Die Digitalisierung hat auch bei diesem Beruf keinen Halt gemacht. Die Maskenproduktion erfolgt in der Maskenmanufaktur heute mehrheitlich noch nach der herkömmlichen Methode. Der 3D-Drucker ist sehr teuer und benötigt für eine Maske rund 30 bis 70 Stunden. «Oftmals kombinieren wir die beiden Techniken», erzählt Widmer. «Mit dem 3D-Drucker stellen wir den Prototyp her. Danach machen wir das Negativ für die Vervielfältigung.» Nebst den Fasnachtsmasken stellt Widmer Requisiten, Masken und Make-up für die Filmbranche her. «Kein Beauty-Make-ups», stellt er klar. «Pudern und Schminken sind nicht mein Ding.» Er sei auf Wunden, Narben und Zombies spezialisiert.

Es gab jedoch auch schon Anfragen, die er aufgrund ethischer Bedenken ablehnen musste.
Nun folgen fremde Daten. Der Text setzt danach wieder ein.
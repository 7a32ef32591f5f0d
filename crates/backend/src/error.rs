//! Unified error handling for the warranty lifecycle core.
//!
//! `WarrantyError` is what the request-handling layer sees. Allocation
//! retries are already spent by the time one of these surfaces; the
//! handler should report a transient conflict to its client, never fall
//! back to a non-unique code.

use axum::{
    http::StatusCode,
    response::{IntoResponse, Response},
};
use thiserror::Error;

use crate::storage::StorageError;

/// Application-level error type for warranty operations.
#[derive(Debug, Error)]
pub enum WarrantyError {
    /// The allocator failed to obtain a unique code within the retry
    /// bound.
    #[error("could not allocate a unique warranty code after {attempts} attempts")]
    AllocationExhausted {
        /// How many proposals were attempted.
        attempts: u32,
    },

    /// The storage layer rejected the insert on the per-header serial
    /// constraint. Effectively unreachable once serials pass through
    /// [`crate::codes::resolve_serials`], but a direct caller can still
    /// trip it.
    #[error("duplicate serial within the warranty")]
    SerialConflict,

    /// A creation request with no items; a header is always created with
    /// at least one.
    #[error("a warranty needs at least one item")]
    NoItems,

    /// Storage collaborator failure, propagated unchanged.
    #[error(transparent)]
    Storage(#[from] StorageError),
}

impl IntoResponse for WarrantyError {
    fn into_response(self) -> Response {
        if matches!(self, Self::Storage(_)) {
            tracing::error!(error = %self, "request error");
        }

        let status = match &self {
            Self::AllocationExhausted { .. } | Self::SerialConflict => StatusCode::CONFLICT,
            Self::NoItems => StatusCode::BAD_REQUEST,
            Self::Storage(StorageError::NotFound) => StatusCode::NOT_FOUND,
            Self::Storage(_) => StatusCode::INTERNAL_SERVER_ERROR,
        };

        // Don't expose backend error details to clients
        let message = match &self {
            Self::Storage(StorageError::NotFound) => "Not found".to_owned(),
            Self::Storage(_) => "Internal server error".to_owned(),
            _ => self.to_string(),
        };

        (status, message).into_response()
    }
}

/// Result type alias for `WarrantyError`.
pub type Result<T> = std::result::Result<T, WarrantyError>;
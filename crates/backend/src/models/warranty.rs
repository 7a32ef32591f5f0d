//! Warranty headers and items.
//!
//! A header is one purchase transaction issued by a store, identified by a
//! human-readable code unique per store. Each header covers one or more
//! items, each with its own serial (unique within the header, not
//! globally) and its own expiry date.

use chrono::{DateTime, NaiveDate, Utc};
use serde::{Deserialize, Serialize};

use warrantly_core::dates::classify;
use warrantly_core::{
    Email, StatusCount, StatusSummary, StoreId, UserId, WarrantyId, WarrantyItemId,
};

/// Customer identity attached to a warranty header.
///
/// The email is the linking key: when it matches a registered customer
/// account, `user_id` carries that account. Linkage is re-resolved by the
/// surrounding system if the email is later edited.
#[derive(Debug, Clone, Default, PartialEq, Eq, Serialize, Deserialize)]
pub struct CustomerDetails {
    /// Normalized customer email, if supplied.
    pub email: Option<Email>,
    /// Registered account matching the email, if any.
    pub user_id: Option<UserId>,
    /// Display name.
    pub name: Option<String>,
    /// Contact phone.
    pub phone: Option<String>,
}

/// One item of a creation request, before serials and dates are resolved.
#[derive(Debug, Clone, Default, PartialEq, Serialize, Deserialize)]
pub struct ItemSpec {
    /// Product name (required by the surrounding validation layer).
    pub product_name: String,
    /// Product model, if known.
    pub model: Option<String>,
    /// Caller-supplied serial; synthesized when absent or duplicated
    /// within the request.
    pub serial: Option<String>,
    /// Purchase date; defaults to today (UTC) when absent.
    pub purchase_date: Option<NaiveDate>,
    /// Coverage duration in months; used to derive the expiry date when
    /// no explicit expiry is given.
    pub duration_months: Option<i32>,
    /// Explicit expiry date; wins over `duration_months`.
    pub expiry_date: Option<NaiveDate>,
    /// What the warranty covers.
    pub coverage_note: Option<String>,
    /// Free-text note.
    pub note: Option<String>,
    /// References to uploaded images (opaque to this crate).
    #[serde(default)]
    pub images: Vec<String>,
}

/// A warranty-creation request as received from the handler layer.
#[derive(Debug, Clone, PartialEq, Serialize, Deserialize)]
pub struct CreateWarranty {
    /// The issuing store.
    pub store_id: StoreId,
    /// Customer identity for the header.
    pub customer: CustomerDetails,
    /// Items to cover; must not be empty.
    pub items: Vec<ItemSpec>,
}

/// A fully-resolved header ready for the atomic insert.
///
/// Produced by [`crate::warranties::WarrantyService`]: the code has been
/// proposed, every serial is unique within the header, and expiry dates
/// are pre-computed.
#[derive(Debug, Clone, PartialEq, Serialize, Deserialize)]
pub struct NewWarranty {
    /// The issuing store.
    pub store_id: StoreId,
    /// Proposed code; the store's `(store_id, code)` constraint is the
    /// sole authority on whether it is actually free.
    pub code: String,
    /// Customer identity.
    pub customer: CustomerDetails,
    /// Resolved items.
    pub items: Vec<NewWarrantyItem>,
}

/// A fully-resolved item ready for insertion.
#[derive(Debug, Clone, PartialEq, Serialize, Deserialize)]
pub struct NewWarrantyItem {
    /// Product name.
    pub product_name: String,
    /// Product model.
    pub model: Option<String>,
    /// Resolved serial, unique within this header.
    pub serial: String,
    /// Purchase date (date-only, UTC).
    pub purchase_date: NaiveDate,
    /// Pre-computed expiry date, if derivable.
    pub expiry_date: Option<NaiveDate>,
    /// Coverage duration in months.
    pub duration_months: Option<i32>,
    /// Coverage duration in days, derived from the dates.
    pub duration_days: Option<i64>,
    /// What the warranty covers.
    pub coverage_note: Option<String>,
    /// Free-text note.
    pub note: Option<String>,
    /// Image references.
    pub images: Vec<String>,
}

/// A persisted warranty header with its items.
#[derive(Debug, Clone, PartialEq, Serialize, Deserialize)]
pub struct Warranty {
    /// Storage-assigned id.
    pub id: WarrantyId,
    /// The issuing store.
    pub store_id: StoreId,
    /// Human-readable code, unique per store, immutable after creation.
    pub code: String,
    /// Customer identity.
    pub customer: CustomerDetails,
    /// Covered items.
    pub items: Vec<WarrantyItem>,
    /// Creation timestamp.
    pub created_at: DateTime<Utc>,
}

/// A persisted warranty item.
#[derive(Debug, Clone, PartialEq, Serialize, Deserialize)]
pub struct WarrantyItem {
    /// Storage-assigned id.
    pub id: WarrantyItemId,
    /// Product name.
    pub product_name: String,
    /// Product model.
    pub model: Option<String>,
    /// Serial, unique within the parent header.
    pub serial: String,
    /// Purchase date.
    pub purchase_date: NaiveDate,
    /// Expiry date; `None` means open-ended coverage.
    pub expiry_date: Option<NaiveDate>,
    /// Coverage duration in months.
    pub duration_months: Option<i32>,
    /// Coverage duration in days.
    pub duration_days: Option<i64>,
    /// What the warranty covers.
    pub coverage_note: Option<String>,
    /// Free-text note.
    pub note: Option<String>,
    /// Image references.
    pub images: Vec<String>,
}

impl WarrantyItem {
    /// Derive this item's lifecycle status as of today (UTC).
    ///
    /// Status is never persisted; every read path calls this with the
    /// owning store's configured notice window.
    #[must_use]
    pub fn status(&self, notice_days: i64) -> StatusSummary {
        classify(self.expiry_date, notice_days)
    }
}

/// Count items per derived status, preserving first-seen order.
///
/// Used by dashboard views to render status filter chips.
#[must_use]
pub fn summarize_statuses<'a, I>(items: I, notice_days: i64) -> Vec<StatusCount>
where
    I: IntoIterator<Item = &'a WarrantyItem>,
{
    let mut counts: Vec<StatusCount> = Vec::new();
    for item in items {
        let code = item.status(notice_days).code;
        match counts.iter_mut().find(|c| c.code == code) {
            Some(entry) => entry.count += 1,
            None => counts.push(StatusCount { code, count: 1 }),
        }
    }
    counts
}
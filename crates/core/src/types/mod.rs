//! Core types for Warrantly.
//!
//! This module provides type-safe wrappers for common domain concepts.

pub mod email;
pub mod id;
pub mod status;

pub use email::{Email, EmailError};
pub use id::*;
pub use status::*;
//! Warranty lifecycle status.
//!
//! A warranty item's status is never stored; it is recomputed from the
//! item's expiry date and the owning store's notice window on every read.
//! See [`crate::dates::classify`] for the derivation.

use serde::{Deserialize, Serialize};

/// Fallback notice window (days before expiry) for stores that have not
/// configured one on their profile. Callers pass the window explicitly;
/// nothing consults this constant implicitly.
pub const DEFAULT_NOTICE_DAYS: i64 = 14;

/// Lifecycle status of a warranty item, derived at read time.
#[derive(Debug, Clone, Copy, PartialEq, Eq, Hash, Serialize, Deserialize, Default)]
#[serde(rename_all = "snake_case")]
pub enum WarrantyStatus {
    /// Covered, expiry more than the notice window away (or no expiry set).
    #[default]
    Active,
    /// Covered, but expiring within the notice window.
    NearingExpiration,
    /// Expiry date has passed.
    Expired,
}

impl std::fmt::Display for WarrantyStatus {
    fn fmt(&self, f: &mut std::fmt::Formatter<'_>) -> std::fmt::Result {
        match self {
            Self::Active => write!(f, "active"),
            Self::NearingExpiration => write!(f, "nearing_expiration"),
            Self::Expired => write!(f, "expired"),
        }
    }
}

impl std::str::FromStr for WarrantyStatus {
    type Err = String;

    fn from_str(s: &str) -> Result<Self, Self::Err> {
        match s {
            "active" => Ok(Self::Active),
            "nearing_expiration" => Ok(Self::NearingExpiration),
            "expired" => Ok(Self::Expired),
            _ => Err(format!("invalid warranty status: {s}")),
        }
    }
}

/// A derived status plus the signed day count that produced it.
///
/// `days_left` is `None` when the item has no expiry date (status is then
/// always [`WarrantyStatus::Active`]), and negative once expired.
#[derive(Debug, Clone, Copy, PartialEq, Eq, Serialize, Deserialize)]
pub struct StatusSummary {
    /// The derived status code.
    pub code: WarrantyStatus,
    /// Whole days until expiry; negative when past, `None` when no expiry.
    pub days_left: Option<i64>,
}

impl StatusSummary {
    /// Summary for an item with no expiry date.
    #[must_use]
    pub const fn open_ended() -> Self {
        Self {
            code: WarrantyStatus::Active,
            days_left: None,
        }
    }
}

/// Count of items per derived status, for dashboard summaries.
#[derive(Debug, Clone, PartialEq, Eq, Serialize, Deserialize)]
pub struct StatusCount {
    /// The status being counted.
    pub code: WarrantyStatus,
    /// Number of items with this status.
    pub count: usize,
}
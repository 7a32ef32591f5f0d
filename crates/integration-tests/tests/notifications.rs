//! Notification lifecycle: persist-then-publish, subscriber routing,
//! cleanup on disconnect.

use std::sync::Arc;

use warrantly_backend::broker::NOTIFICATION_EVENT;
use warrantly_backend::models::NewNotification;
use warrantly_backend::{NotificationBroker, NotificationService};
use warrantly_core::{NotificationId, StoreId, UserId};
use warrantly_integration_tests::{MemoryStore, RecordingConnection, init_tracing};

fn service(store: &Arc<MemoryStore>) -> NotificationService<Arc<MemoryStore>> {
    init_tracing();
    NotificationService::new(Arc::clone(store), NotificationBroker::new())
}

fn addressed_to(user_id: Option<i64>, store_id: Option<i64>) -> NewNotification {
    NewNotification {
        user_id: user_id.map(UserId::new),
        store_id: store_id.map(StoreId::new),
        title: "อัปเดตโปรไฟล์ร้าน".to_owned(),
        body: "ข้อมูลโปรไฟล์ร้านของคุณได้รับการอัปเดตแล้ว".to_owned(),
        data: serde_json::json!({"type": "store_profile_updated"}),
    }
}

#[tokio::test]
async fn create_and_publish_persists_before_delivering() {
    let store = Arc::new(MemoryStore::new());
    let service = service(&store);

    let conn = Arc::new(RecordingConnection::new());
    let _sub = service
        .broker()
        .subscribe(Some(UserId::new(7)), None, conn.clone());

    let saved = service
        .create_and_publish(addressed_to(Some(7), None))
        .await
        .expect("create");

    // The delivered payload carries the storage-assigned id, so the
    // subscriber can re-fetch the record it was told about.
    let events = conn.received();
    assert_eq!(events.len(), 1);
    let (name, payload) = events.first().expect("one event");
    assert_eq!(name, NOTIFICATION_EVENT);
    assert_eq!(
        payload.get("id"),
        Some(&serde_json::json!(saved.id.as_i64()))
    );
    assert_eq!(store.notification_count(), 1);
}

#[tokio::test]
async fn publish_with_no_live_subscribers_is_a_quiet_success() {
    let store = Arc::new(MemoryStore::new());
    let service = service(&store);

    let saved = service
        .create_and_publish(addressed_to(Some(7), None))
        .await
        .expect("create");

    // Persisted even though nobody was listening.
    assert!(!saved.read);
    assert_eq!(store.notification_count(), 1);
    let listed = service
        .list_for_user(UserId::new(7), 50)
        .await
        .expect("list");
    assert_eq!(listed.len(), 1);
}

#[tokio::test]
async fn routing_matches_subscriber_identity_exactly() {
    let store = Arc::new(MemoryStore::new());
    let service = service(&store);

    let conn = Arc::new(RecordingConnection::new());
    let _sub = service
        .broker()
        .subscribe(Some(UserId::new(7)), None, conn.clone());

    service
        .create_and_publish(addressed_to(Some(7), None))
        .await
        .expect("create");
    // Addressed to user 8 and store 7; this connection is registered
    // under user 7 only, so neither index matches it.
    service
        .create_and_publish(addressed_to(Some(8), Some(7)))
        .await
        .expect("create");

    assert_eq!(conn.received().len(), 1);
}

#[tokio::test]
async fn unsubscribed_connection_receives_nothing() {
    let store = Arc::new(MemoryStore::new());
    let service = service(&store);

    let conn = Arc::new(RecordingConnection::new());
    let sub = service
        .broker()
        .subscribe(Some(UserId::new(7)), None, conn.clone());
    drop(sub); // connection closed; its cleanup handler ran

    service
        .create_and_publish(addressed_to(Some(7), None))
        .await
        .expect("create");

    assert!(conn.received().is_empty());
    assert_eq!(service.broker().registration_count(), 0);
}

#[tokio::test]
async fn store_subscriber_receives_store_addressed_events() {
    let store = Arc::new(MemoryStore::new());
    let service = service(&store);

    let dashboard = Arc::new(RecordingConnection::new());
    // A store-role account subscribes under both identities.
    let _sub =
        service
            .broker()
            .subscribe(Some(UserId::new(3)), Some(StoreId::new(3)), dashboard.clone());

    service
        .create_and_publish(addressed_to(None, Some(3)))
        .await
        .expect("create");

    assert_eq!(dashboard.received().len(), 1);
}

#[tokio::test]
async fn lists_are_newest_first_and_bounded() {
    let store = Arc::new(MemoryStore::new());
    let service = service(&store);

    for i in 1..=5 {
        let mut attrs = addressed_to(Some(7), None);
        attrs.title = format!("notification {i}");
        service.create_and_publish(attrs).await.expect("create");
    }

    let listed = service
        .list_for_user(UserId::new(7), 3)
        .await
        .expect("list");
    let titles: Vec<_> = listed.iter().map(|n| n.title.as_str()).collect();
    assert_eq!(
        titles,
        vec!["notification 5", "notification 4", "notification 3"]
    );
}

#[tokio::test]
async fn mark_read_flips_only_the_flag() {
    let store = Arc::new(MemoryStore::new());
    let service = service(&store);

    let saved = service
        .create_and_publish(addressed_to(None, Some(3)))
        .await
        .expect("create");
    service.mark_read(saved.id).await.expect("mark read");

    let listed = service
        .list_for_store(StoreId::new(3), 50)
        .await
        .expect("list");
    let reread = listed.first().expect("one notification");
    assert!(reread.read);
    assert_eq!(reread.title, saved.title);
}

#[tokio::test]
async fn mark_read_unknown_id_is_not_found() {
    let store = Arc::new(MemoryStore::new());
    let service = service(&store);

    let err = service
        .mark_read(NotificationId::new(999))
        .await
        .expect_err("unknown id");
    assert!(matches!(
        err,
        warrantly_backend::storage::StorageError::NotFound
    ));
}

#[tokio::test]
async fn shutdown_disconnects_every_subscriber() {
    let store = Arc::new(MemoryStore::new());
    let service = service(&store);

    let a = Arc::new(RecordingConnection::new());
    let b = Arc::new(RecordingConnection::new());
    let _sub_a = service.broker().subscribe(Some(UserId::new(1)), None, a.clone());
    let _sub_b = service
        .broker()
        .subscribe(None, Some(StoreId::new(2)), b.clone());

    service.broker().shutdown();

    service
        .create_and_publish(addressed_to(Some(1), Some(2)))
        .await
        .expect("create");
    assert!(a.received().is_empty());
    assert!(b.received().is_empty());
}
Dann etwa, «wenn jemand eine Maske für den Dreh von Gewaltvideos wollte». Maskenbauer ist ein seltener und vom Aussterben bedrohter Beruf. «Ich möchte mein Wissen teilen.» Seine Vision ist es, einen Maskenbauer-Verband zu gründen. Und damit eine Berufs-Gemeinschaft zu pflegen, in der man sich gegenseitig hilft, sein Können teilt und sich gemeinsam weiterentwickelt.

«Als Maskenbildner kann ich meine Kreativität ausleben und meinen Ideen freien Lauf lassen.»